Hence Guattari curiously inverts Deleuze own a viewpoint on Leibniz and Spinoza . Monads do not themselves lack the ability to the deterritorialize, And it is only God who stops this happening (ibid 264). What Leibniz actually lacks is a theory of univocal materiality, by which can be articulated the ‘aggregates’ and ‘mixture’ of individuals which are in themselves disjunctive. This is theory that Spinoza, will provide, if he is allowed to advocate on the one hand, powers which are both the products of events elsewhere, but also able to be an events (for others) in themselves. And on the other hand a type of individuation which is capable of articulating these power as events.
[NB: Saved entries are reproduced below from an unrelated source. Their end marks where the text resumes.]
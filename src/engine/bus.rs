//! Contract with the external USB device stack.
//!
//! The enumeration state machine, control transfers, and the physical
//! endpoint all live on the other side of this trait. The engine only
//! reads bus status and hands over finished report buffers.

/// Device enumeration state, as reported by the USB stack.
///
/// Only `Configured` permits report traffic; the other states exist so
/// the gate can be fed directly from stack callbacks without translation.
#[derive(Clone, Copy, Debug, PartialEq, Eq)]
#[cfg_attr(feature = "defmt", derive(defmt::Format))]
pub enum EnumerationState {
    Detached,
    Attached,
    Powered,
    Default,
    AddressPending,
    Address,
    Configured,
}

/// The external USB device-stack collaborator.
///
/// The engine is the sole writer of report content; the stack is the sole
/// mutator of a handle's busy/complete status. Once `endpoint_transmit`
/// accepts a buffer its content belongs to the stack until the handle
/// reports not-busy.
pub trait UsbBus {
    /// Opaque token for one in-flight transfer.
    type Handle;

    /// Current enumeration state. Read once per tick.
    fn enumeration_state(&self) -> EnumerationState;

    /// Whether the host has suspended the bus.
    fn is_suspended(&self) -> bool;

    /// Non-blocking completion query for a previously returned handle.
    fn endpoint_busy(&self, handle: &Self::Handle) -> bool;

    /// Start an interrupt IN transfer carrying `buf`. Must only be called
    /// when the previous handle reports not-busy.
    fn endpoint_transmit(&mut self, buf: &[u8]) -> Self::Handle;
}
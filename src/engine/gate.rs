//! Device-state gate: may the engine run this tick at all?

use crate::engine::bus::EnumerationState;

/// True iff the device is fully enumerated and the bus is not suspended.
///
/// A `false` result skips the whole tick; nothing is sampled, synthesized,
/// or transmitted, and no engine state mutates.
pub fn may_run(state: EnumerationState, suspended: bool) -> bool {
    state == EnumerationState::Configured && !suspended
}
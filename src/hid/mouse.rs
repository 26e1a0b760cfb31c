//! USB HID mouse report (relative motion, no wheel).
//!
//! Layout (3 bytes):
//! ```text
//! Byte 0: Button bitfield (bits 0-7 = buttons 1-8)
//! Byte 1: X displacement (signed, -127..127)
//! Byte 2: Y displacement (signed, -127..127)
//! ```

/// Mouse report size in bytes.
pub const MOUSE_REPORT_SIZE: usize = 3;

/// Relative mouse report.
#[derive(Clone, Copy, Default, Debug, PartialEq, Eq)]
#[cfg_attr(feature = "defmt", derive(defmt::Format))]
pub struct MouseReport {
    /// Button bitfield. The trajectory generator never presses a button,
    /// so this stays zero in practice.
    pub buttons: u8,
    /// Relative X movement (signed).
    pub dx: i8,
    /// Relative Y movement (signed).
    pub dy: i8,
}

impl MouseReport {
    /// Create an idle (no movement, no buttons) report.
    pub const fn empty() -> Self {
        Self {
            buttons: 0,
            dx: 0,
            dy: 0,
        }
    }

    /// Serialise into a byte slice for USB HID transmission.
    /// Returns the number of bytes written (always 3).
    pub fn serialize(&self, buf: &mut [u8]) -> usize {
        if buf.len() < MOUSE_REPORT_SIZE {
            return 0;
        }
        buf[0] = self.buttons;
        buf[1] = self.dx as u8;
        buf[2] = self.dy as u8;
        MOUSE_REPORT_SIZE
    }

    /// Returns `true` when no buttons are pressed and there is no movement.
    #[cfg(test)]
    pub fn is_idle(&self) -> bool {
        self.buttons == 0 && self.dx == 0 && self.dy == 0
    }
}

// USB HID report descriptor for the 3-byte relative mouse

/// USB HID Report Descriptor: 8 button bits plus relative X/Y.
pub const MOUSE_REPORT_DESCRIPTOR: &[u8] = &[
    0x05, 0x01, // Usage Page (Generic Desktop)
    0x09, 0x02, // Usage (Mouse)
    0xA1, 0x01, // Collection (Application)
    0x09, 0x01, //   Usage (Pointer)
    0xA1, 0x00, //   Collection (Physical)
    //
    //   - Buttons (8 bits) -
    0x05, 0x09, //     Usage Page (Buttons)
    0x19, 0x01, //     Usage Minimum (Button 1)
    0x29, 0x08, //     Usage Maximum (Button 8)
    0x15, 0x00, //     Logical Minimum (0)
    0x25, 0x01, //     Logical Maximum (1)
    0x95, 0x08, //     Report Count (8)
    0x75, 0x01, //     Report Size (1)
    0x81, 0x02, //     Input (Data, Variable, Absolute)
    //
    //   - X, Y displacement -
    0x05, 0x01, //     Usage Page (Generic Desktop)
    0x09, 0x30, //     Usage (X)
    0x09, 0x31, //     Usage (Y)
    0x15, 0x81, //     Logical Minimum (-127)
    0x25, 0x7F, //     Logical Maximum (127)
    0x75, 0x08, //     Report Size (8)
    0x95, 0x02, //     Report Count (2)
    0x81, 0x06, //     Input (Data, Variable, Relative)
    //
    0xC0, //   End Collection (Physical)
    0xC0, // End Collection (Application)
];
Guattari thereby challenges Deleuze to allow his Spinoza the same degree of freedom that Leibniz’s monad appears to enjoy: The freedom, in the absence of God, to wander across events, and through shifting powers. Once again therefore it is Liebniz who as defined the nature of the problem that Deleuze’s Spinoza must respond to. The contours of Deleuze and Guattari’s response are far beyond the scope of this current essay, all that needs to be noted here are two facts. Firstly that this move represents a significant augmentation in Spinoza position in the Deleuzian pantheon. It is now Spinoza who provides a way to understand nature as a ‘Plane of composition’, populated by intensive affects, and extensive motions ( Deleuze 1988 122-130); and who thereby, if only on a global level, provides all tools by which one thinks individuality as a machanic ‘assemblage of powers’ ( Guattari 226).
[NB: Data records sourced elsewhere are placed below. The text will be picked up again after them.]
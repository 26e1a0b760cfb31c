use crate::engine::bus::{EnumerationState, UsbBus};
use crate::engine::controller::Controller;
use crate::engine::gate;
use crate::engine::keys;
use crate::engine::sampler::InputLine;
use crate::engine::trajectory::{Trajectory, DIRECTION_TABLE, DWELL_TICKS};
use crate::engine::transmitter::Transmitter;
use crate::error::Error;

// ════════════════════════════════════════════════════════════════════════
// Test doubles
// ════════════════════════════════════════════════════════════════════════

/// Scriptable USB stack: enumeration state, suspend flag, and busy answer
/// are all set directly by the test; accepted buffers are recorded.
struct MockBus {
    state: EnumerationState,
    suspended: bool,
    busy: bool,
    sent: Vec<Vec<u8>>,
    next_handle: u32,
}

impl MockBus {
    fn configured() -> Self {
        Self {
            state: EnumerationState::Configured,
            suspended: false,
            busy: false,
            sent: Vec::new(),
            next_handle: 0,
        }
    }

    fn in_state(state: EnumerationState) -> Self {
        Self {
            state,
            ..Self::configured()
        }
    }
}

impl UsbBus for MockBus {
    type Handle = u32;

    fn enumeration_state(&self) -> EnumerationState {
        self.state
    }

    fn is_suspended(&self) -> bool {
        self.suspended
    }

    fn endpoint_busy(&self, _handle: &u32) -> bool {
        self.busy
    }

    fn endpoint_transmit(&mut self, buf: &[u8]) -> u32 {
        self.sent.push(buf.to_vec());
        self.next_handle += 1;
        self.next_handle
    }
}

/// Input line with a fixed level that counts how often it was sampled.
struct Line {
    active: bool,
    samples: usize,
}

impl Line {
    fn low() -> Self {
        Self {
            active: false,
            samples: 0,
        }
    }

    fn high() -> Self {
        Self {
            active: true,
            samples: 0,
        }
    }
}

impl InputLine for Line {
    fn sample(&mut self) -> bool {
        self.samples += 1;
        self.active
    }
}

/// The (dx, dy) cycle the trajectory must trace: a closed octagon.
const OCTAGON: [(i8, i8); 8] = [
    (-4, -4),
    (-4, 0),
    (-4, 4),
    (0, 4),
    (4, 4),
    (4, 0),
    (4, -4),
    (0, -4),
];

// ════════════════════════════════════════════════════════════════════════
// Gate
// ════════════════════════════════════════════════════════════════════════

#[test]
fn gate_open_only_when_configured_and_awake() {
    assert!(gate::may_run(EnumerationState::Configured, false));
    assert!(!gate::may_run(EnumerationState::Configured, true));
}

#[test]
fn gate_closed_for_every_pre_configured_state() {
    for state in [
        EnumerationState::Detached,
        EnumerationState::Attached,
        EnumerationState::Powered,
        EnumerationState::Default,
        EnumerationState::AddressPending,
        EnumerationState::Address,
    ] {
        assert!(!gate::may_run(state, false));
        assert!(!gate::may_run(state, true));
    }
}

// ════════════════════════════════════════════════════════════════════════
// Trajectory generator
// ════════════════════════════════════════════════════════════════════════

/// One delivered tick: synthesize, then record the accepted handoff.
fn delivered_step(traj: &mut Trajectory) -> (i8, i8) {
    let report = traj.step(true);
    traj.on_transmitted();
    (report.dx, report.dy)
}

#[test]
fn trajectory_first_moving_tick_emits_first_vector() {
    let mut traj = Trajectory::new();
    assert_eq!(delivered_step(&mut traj), (-4, -4));
}

#[test]
fn trajectory_holds_each_vector_for_dwell_length() {
    let mut traj = Trajectory::new();
    for _ in 0..DWELL_TICKS {
        assert_eq!(delivered_step(&mut traj), (-4, -4));
    }
    // Tick 15: next table entry, quarter-cycle phase between axes.
    assert_eq!(delivered_step(&mut traj), (-4, 0));
}

#[test]
fn trajectory_traces_closed_octagon() {
    let mut traj = Trajectory::new();
    // Two full laps: 8 vectors held DWELL_TICKS ticks each, twice over.
    for lap in 0..2 {
        for &expected in OCTAGON.iter() {
            for tick in 0..DWELL_TICKS {
                assert_eq!(
                    delivered_step(&mut traj),
                    expected,
                    "lap {lap}, dwell tick {tick}"
                );
            }
        }
    }
}

#[test]
fn trajectory_octagon_matches_table_phase_offset() {
    for (v, &(dx, dy)) in OCTAGON.iter().enumerate() {
        assert_eq!(DIRECTION_TABLE[v & 7], dx);
        assert_eq!(DIRECTION_TABLE[(v + 2) & 7], dy);
    }
}

#[test]
fn trajectory_idle_emits_all_zero() {
    let mut traj = Trajectory::new();
    for _ in 0..40 {
        let report = traj.step(false);
        assert!(report.is_idle());
        traj.on_transmitted();
    }
}

#[test]
fn trajectory_dwell_frozen_without_handoff() {
    let mut traj = Trajectory::new();
    assert_eq!(delivered_step(&mut traj), (-4, -4));

    // Dropped ticks: synthesis runs but no handoff is recorded. The held
    // vector must not advance no matter how many ticks pass.
    for _ in 0..100 {
        let report = traj.step(true);
        assert_eq!((report.dx, report.dy), (-4, -4));
    }

    // Delivery resumes exactly where it left off.
    for _ in 0..(DWELL_TICKS - 1) {
        assert_eq!(delivered_step(&mut traj), (-4, -4));
    }
    assert_eq!(delivered_step(&mut traj), (-4, 0));
}

#[test]
fn trajectory_idle_then_moving_resumes_table_order() {
    let mut traj = Trajectory::new();
    assert_eq!(delivered_step(&mut traj), (-4, -4));

    // Going idle zeroes the output but leaves the table index alone.
    for _ in 0..30 {
        assert!(traj.step(false).is_idle());
        traj.on_transmitted();
    }

    // Dwell kept counting delivered idle reports, so motion resumes with
    // the advance due and no table entry skipped.
    assert_eq!(delivered_step(&mut traj), (-4, 0));
}

// ════════════════════════════════════════════════════════════════════════
// Level reporter
// ════════════════════════════════════════════════════════════════════════

#[test]
fn level_report_active_sends_fixed_key() {
    let report = keys::level_report(true, 0x04);
    assert_eq!(report.modifier, 0);
    assert_eq!(report.reserved, 0);
    assert_eq!(report.keycodes, [0x04, 0, 0, 0, 0, 0]);
}

#[test]
fn level_report_inactive_sends_key_up() {
    assert!(keys::level_report(false, 0x04).is_empty());
}

#[test]
fn level_report_has_no_memory() {
    // Same inputs, same output, regardless of what came before.
    let a = keys::level_report(true, 0x2C);
    keys::level_report(false, 0x2C);
    let b = keys::level_report(true, 0x2C);
    assert_eq!(a, b);
}

// ════════════════════════════════════════════════════════════════════════
// Transmitter
// ════════════════════════════════════════════════════════════════════════

#[test]
fn transmitter_first_submission_always_accepted() {
    let mut bus = MockBus::configured();
    bus.busy = true; // no handle yet, so busy answer is never consulted
    let mut tx = Transmitter::new();
    assert_eq!(tx.submit(&mut bus, &[1, 2, 3]), Ok(()));
    assert_eq!(bus.sent, vec![vec![1, 2, 3]]);
}

#[test]
fn transmitter_drops_on_busy() {
    let mut bus = MockBus::configured();
    let mut tx = Transmitter::new();
    tx.submit(&mut bus, &[1]).unwrap();

    bus.busy = true;
    assert_eq!(tx.submit(&mut bus, &[2]), Err(Error::Busy));
    assert_eq!(tx.submit(&mut bus, &[3]), Err(Error::Busy));
    // Dropped buffers were never handed to the stack.
    assert_eq!(bus.sent.len(), 1);
}

#[test]
fn transmitter_recovers_when_transfer_completes() {
    let mut bus = MockBus::configured();
    let mut tx = Transmitter::new();
    tx.submit(&mut bus, &[1]).unwrap();

    bus.busy = true;
    assert_eq!(tx.submit(&mut bus, &[2]), Err(Error::Busy));

    bus.busy = false;
    assert_eq!(tx.submit(&mut bus, &[3]), Ok(()));
    assert_eq!(bus.sent, vec![vec![1], vec![3]]);
}

// ════════════════════════════════════════════════════════════════════════
// Controller
// ════════════════════════════════════════════════════════════════════════

#[test]
fn controller_closed_gate_skips_everything() {
    let mut bus = MockBus::in_state(EnumerationState::Address);
    let mut line = Line::high();
    let mut controller = Controller::keyboard(0x04);

    for _ in 0..10 {
        assert_eq!(controller.tick(&mut bus, &mut line), Err(Error::NotReady));
    }
    assert_eq!(bus.sent.len(), 0);
    assert_eq!(line.samples, 0, "closed gate must not sample the line");
}

#[test]
fn controller_suspended_gate_skips_everything() {
    let mut bus = MockBus::configured();
    bus.suspended = true;
    let mut line = Line::high();
    let mut controller = Controller::keyboard(0x04);

    assert_eq!(controller.tick(&mut bus, &mut line), Err(Error::NotReady));
    assert_eq!(bus.sent.len(), 0);
    assert_eq!(line.samples, 0);
}

#[test]
fn controller_keyboard_follows_level() {
    let mut bus = MockBus::configured();
    let mut line = Line::low();
    let mut controller = Controller::keyboard(0x04);

    controller.tick(&mut bus, &mut line).unwrap();
    line.active = true;
    controller.tick(&mut bus, &mut line).unwrap();
    controller.tick(&mut bus, &mut line).unwrap();
    line.active = false;
    controller.tick(&mut bus, &mut line).unwrap();

    let key = vec![0, 0, 0x04, 0, 0, 0, 0, 0];
    let up = vec![0u8; 8];
    assert_eq!(bus.sent, vec![up.clone(), key.clone(), key, up]);
}

#[test]
fn controller_mouse_emits_three_byte_reports() {
    let mut bus = MockBus::configured();
    let mut line = Line::low();
    let mut controller = Controller::mouse(true);

    controller.tick(&mut bus, &mut line).unwrap();
    assert_eq!(bus.sent, vec![vec![0, 0xFC, 0xFC]]); // (-4, -4)
}

#[test]
fn controller_idle_mouse_emits_zero_reports() {
    let mut bus = MockBus::configured();
    let mut line = Line::low();
    let mut controller = Controller::mouse(false);

    for _ in 0..20 {
        controller.tick(&mut bus, &mut line).unwrap();
    }
    assert!(bus.sent.iter().all(|r| r == &vec![0, 0, 0]));
}

#[test]
fn controller_set_moving_starts_and_stops_motion() {
    let mut bus = MockBus::configured();
    let mut line = Line::low();
    let mut controller = Controller::mouse(false);

    controller.tick(&mut bus, &mut line).unwrap();
    assert_eq!(bus.sent.last().unwrap(), &vec![0, 0, 0]);

    controller.set_moving(true);
    controller.tick(&mut bus, &mut line).unwrap();
    assert_eq!(bus.sent.last().unwrap(), &vec![0, 0xFC, 0xFC]);

    controller.set_moving(false);
    controller.tick(&mut bus, &mut line).unwrap();
    assert_eq!(bus.sent.last().unwrap(), &vec![0, 0, 0]);
}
Secondly and more critically, is the position of the ritornello as a key element in the development of this new position. It is the refrain role to orchestrate the transcoding, which occurs ‘ when a code is not content to take or receive components that are coded differently, and instead take or receives fragments of a different code as such ‘. A refrain involves nature ‘ as melodies in counterpoint, each of which serves as a motif for another’. So that, ‘ whenever there is transcoding, we can be sure there is not simple addition, but the constitution of a new plane of surplus value. A melodic or rhythmic plane, surplus value of passage or bridging’ (Deleuze and Guattari 1987 314). It is therefore the refrain which opens up mileus, allowing them to exist as events ‘for one another’, and therefore communicates a difference, which is not subsumed within specific relations, and instead could be said to inhabit a space ‘in-between’ individual actualizations. Hence refrain is the way in which Guattari contention that power needs to be always in terms of surplus values, which both create it, and which it creates, is being articulated. And yet it as this concept which Deleuze suggests in the interview cited in the introduction, which confused affect, percept and concept. Deleuze actually says
‘ an anaysis is sketched out in A thousand Plateaus: The ritornello involves all three forces (that is affect, percept and concept). We tried to make the Ritornello one of our main concepts, relating it to territory and Earth, the little and great ritornello. Ultimately all these periods lead into one another, and get mixed up, as I now see with this book on Leibniz or the Fold.’ ( Deleuze 1995, 137).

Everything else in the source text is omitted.